At the end of the interview he left. It was snowing outside. He didn't arrest me or take me with him, but I knew that he would be back for me and we both knew that I wouldn't try to run or hide. I would
just be waiting with the same eerie sense of calm that I had felt ever since we'd started our conversation.
It was that sense of zen that you get after finding out you didn't get your dream job or you failed a test after days or weeks of anxiety over the results during which there was nothing you could do to change the outcome yet you agonized anyway - the negative outcome was welcome simply because it put an end to the nagging, pointless worry. Incarceration was something measurable and comprehensible and I felt that it would be far easier for me to handle than a great suffocating void of uncertainty.

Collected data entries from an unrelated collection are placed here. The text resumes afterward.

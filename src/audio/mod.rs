//! Fire-and-forget sound effects
//!
//! The simulation reports [`SoundCue`]s; a [`SoundSink`] turns them into noise.
//! Playback never blocks the game and never reports failure back to it.

pub mod bell;

pub use bell::TerminalBell;

/// Discrete events that have a sound attached
#[derive(Debug, Clone, Copy, PartialEq, Eq, Hash)]
pub enum SoundCue {
    FoodEaten,
    BonusEaten,
    GameOver,
    GameStart,
}

/// Something that can play sound cues
pub trait SoundSink {
    fn play(&mut self, cue: SoundCue);
}

/// Sink used when sound is muted
#[derive(Debug, Default, Clone, Copy)]
pub struct Silent;

impl SoundSink for Silent {
    fn play(&mut self, _cue: SoundCue) {}
}

impl<S: SoundSink + ?Sized> SoundSink for Box<S> {
    fn play(&mut self, cue: SoundCue) {
        (**self).play(cue);
    }
}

It was all rather Dostoyevsky-esque.** The bushy haired/bearded investigator may even have been wearing a fur hat as he left.
There was a confusing and semi-gruesome jumble of dream-bits after that which started in a creepy bath-house and were absolutely unrelated to the mostly-coherent dream I recounted above, so I won't just spew out fragmented images and internal monologue and emotion willy-nilly because that would be dangerously Dostoyevsky-esque.
So that is, essentially, the end.
*It was as horribly unsanitary as it sounds and was also one of the more impressive things that my geometry teacher failed to notice happening in his own classroom. It may also have been that he failed to care. I went to public school.
**I can say that with confidence because one of my proudest accomplishments in high school was legitimately reading Crime & Punishment cover-to-cover in AP Lit class. The same cannot be said for Wuthering Heights.